Mitochondrial targeting of farnesyl diphosphate synthase is a widespread phenomenon in eukaryotes
Biochimica et Biophysica Acta (BBA) - Molecular Cell Research, 2007
The isoprenoid pathway is responsible for the generation of a wide range of products that are crucial for cellular processes; namely, cholesterol synthesis, protein glycosylation, growth control and synthesis of several hormones. Farnesyl diphosphate synthase (FPS), a key enzyme in this pathway, is usually considered to be cytosolic/peroxisomal. However, significant enzymatic activity has also been detected in rat liver mitochondria, although none of the mammalian FPS genes characterized to date contain sequences coding for mitochondrial transit peptides.
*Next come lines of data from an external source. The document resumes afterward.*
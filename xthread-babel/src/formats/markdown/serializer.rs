//! Markdown serialization (IR → Markdown export)
//!
//! The serializer is written by hand instead of going through comrak's CommonMark
//! renderer: the output must reproduce post text byte for byte, and comrak escapes
//! punctuation and rewrites autolinks. Nothing here escapes text.
//!
//! Layout rules:
//! - top-level blocks are separated by exactly one blank line
//! - list items of one list, and their nested lists, are contiguous
//! - a list is indented by `depth * 2` spaces
//! - every line of a block quote is prefixed with `> `

use crate::error::Result;
use crate::ir::nodes::{Document, DocNode, InlineContent, List};

/// Serialize an IR document to Markdown, with a trailing newline.
pub fn serialize_to_markdown(doc: &Document) -> Result<String> {
    let mut out = render_nodes(&doc.children);
    out.push('\n');
    Ok(out)
}

/// Renders a block sequence, one blank line between blocks, no trailing newline.
pub fn render_nodes(nodes: &[DocNode]) -> String {
    nodes
        .iter()
        .map(render_node)
        .filter(|rendered| !rendered.is_empty())
        .collect::<Vec<_>>()
        .join("\n\n")
}

fn render_node(node: &DocNode) -> String {
    match node {
        DocNode::Heading(heading) => format!(
            "{} {}",
            "#".repeat(heading.level.clamp(1, 6)),
            render_inlines(&heading.content)
        ),
        DocNode::Paragraph(paragraph) => render_inlines(&paragraph.content),
        DocNode::List(list) => {
            let mut lines = Vec::new();
            render_list(list, &mut lines);
            lines.join("\n")
        }
        DocNode::BlockQuote(quote) => prefix_lines(&render_nodes(&quote.children), "> "),
        DocNode::CodeBlock(code) => {
            let fence = code_fence(&code.content);
            format!(
                "{fence}{}\n{}\n{fence}",
                code.language.as_deref().unwrap_or(""),
                code.content.trim_end_matches('\n')
            )
        }
        DocNode::Image(image) => format!("![{}]({})", image.alt, image.src),
        DocNode::ThematicBreak => "---".to_string(),
        DocNode::Markdown(raw) => raw.content.trim_end().to_string(),
    }
}

fn render_list(list: &List, lines: &mut Vec<String>) {
    let indent = "  ".repeat(list.depth);
    for (index, item) in list.items.iter().enumerate() {
        let marker = if list.ordered {
            format!("{}. ", list.start + index)
        } else {
            "- ".to_string()
        };
        let continuation = format!("{indent}{}", " ".repeat(marker.len()));
        let text = render_inlines(&item.content);
        let mut item_lines = text.split('\n');
        lines.push(format!(
            "{indent}{marker}{}",
            item_lines.next().unwrap_or_default()
        ));
        lines.extend(item_lines.map(|line| format!("{continuation}{line}")));

        let mut previous_was_list = false;
        for child in &item.children {
            match child {
                DocNode::List(nested) => {
                    // Sibling lists are kept apart by a blank line
                    if previous_was_list {
                        lines.push(String::new());
                    }
                    render_list(nested, lines);
                }
                other => lines.extend(
                    render_node(other)
                        .split('\n')
                        .map(|line| format!("{continuation}{line}")),
                ),
            }
            previous_was_list = matches!(child, DocNode::List(_));
        }
    }
}

/// Renders inline content to a Markdown fragment.
pub fn render_inlines(content: &[InlineContent]) -> String {
    let mut out = String::new();
    for inline in content {
        push_inline(inline, &mut out);
    }
    out
}

fn push_inline(inline: &InlineContent, out: &mut String) {
    match inline {
        InlineContent::Text(text) => out.push_str(text),
        InlineContent::Bold(children) => {
            out.push_str("**");
            children.iter().for_each(|child| push_inline(child, out));
            out.push_str("**");
        }
        InlineContent::Italic(children) => {
            out.push('*');
            children.iter().for_each(|child| push_inline(child, out));
            out.push('*');
        }
        InlineContent::Code(code) => {
            let ticks = "`".repeat(longest_backtick_run(code) + 1);
            if ticks.len() > 1 {
                out.push_str(&format!("{ticks} {code} {ticks}"));
            } else {
                out.push_str(&format!("`{code}`"));
            }
        }
        InlineContent::Link { url, content } => {
            out.push('[');
            content.iter().for_each(|child| push_inline(child, out));
            out.push_str("](");
            out.push_str(url);
            out.push(')');
        }
    }
}

fn prefix_lines(text: &str, prefix: &str) -> String {
    text.split('\n')
        .map(|line| {
            if line.is_empty() {
                prefix.trim_end().to_string()
            } else {
                format!("{prefix}{line}")
            }
        })
        .collect::<Vec<_>>()
        .join("\n")
}

fn longest_backtick_run(text: &str) -> usize {
    text.split(|c| c != '`').map(str::len).max().unwrap_or(0)
}

/// Three backticks, or one more than the longest run inside the content.
fn code_fence(content: &str) -> String {
    "`".repeat((longest_backtick_run(content) + 1).max(3))
}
Here, we describe the genomic organization of the human FPS gene and demonstrate that one of the two mRNAs expressed from this gene encodes an isoform with a 66 amino acid N-terminal extension containing a peptide that targets it to mitochondria. Previous studies suggested that the Nterminal extension of FPS in the plant Arabidopsis thaliana contains a mitochondrial targeting sequence. In this study, database analysis reveals that this is also the case in a number of mammals and insects. Finally, we provide functional proofs that the N-terminal sequence of Drosophila melanogaster FPS targets the protein to mitochondria. Taken together, these data suggest that mitochondrial targeting of FPS may be widespread among eukaryotes.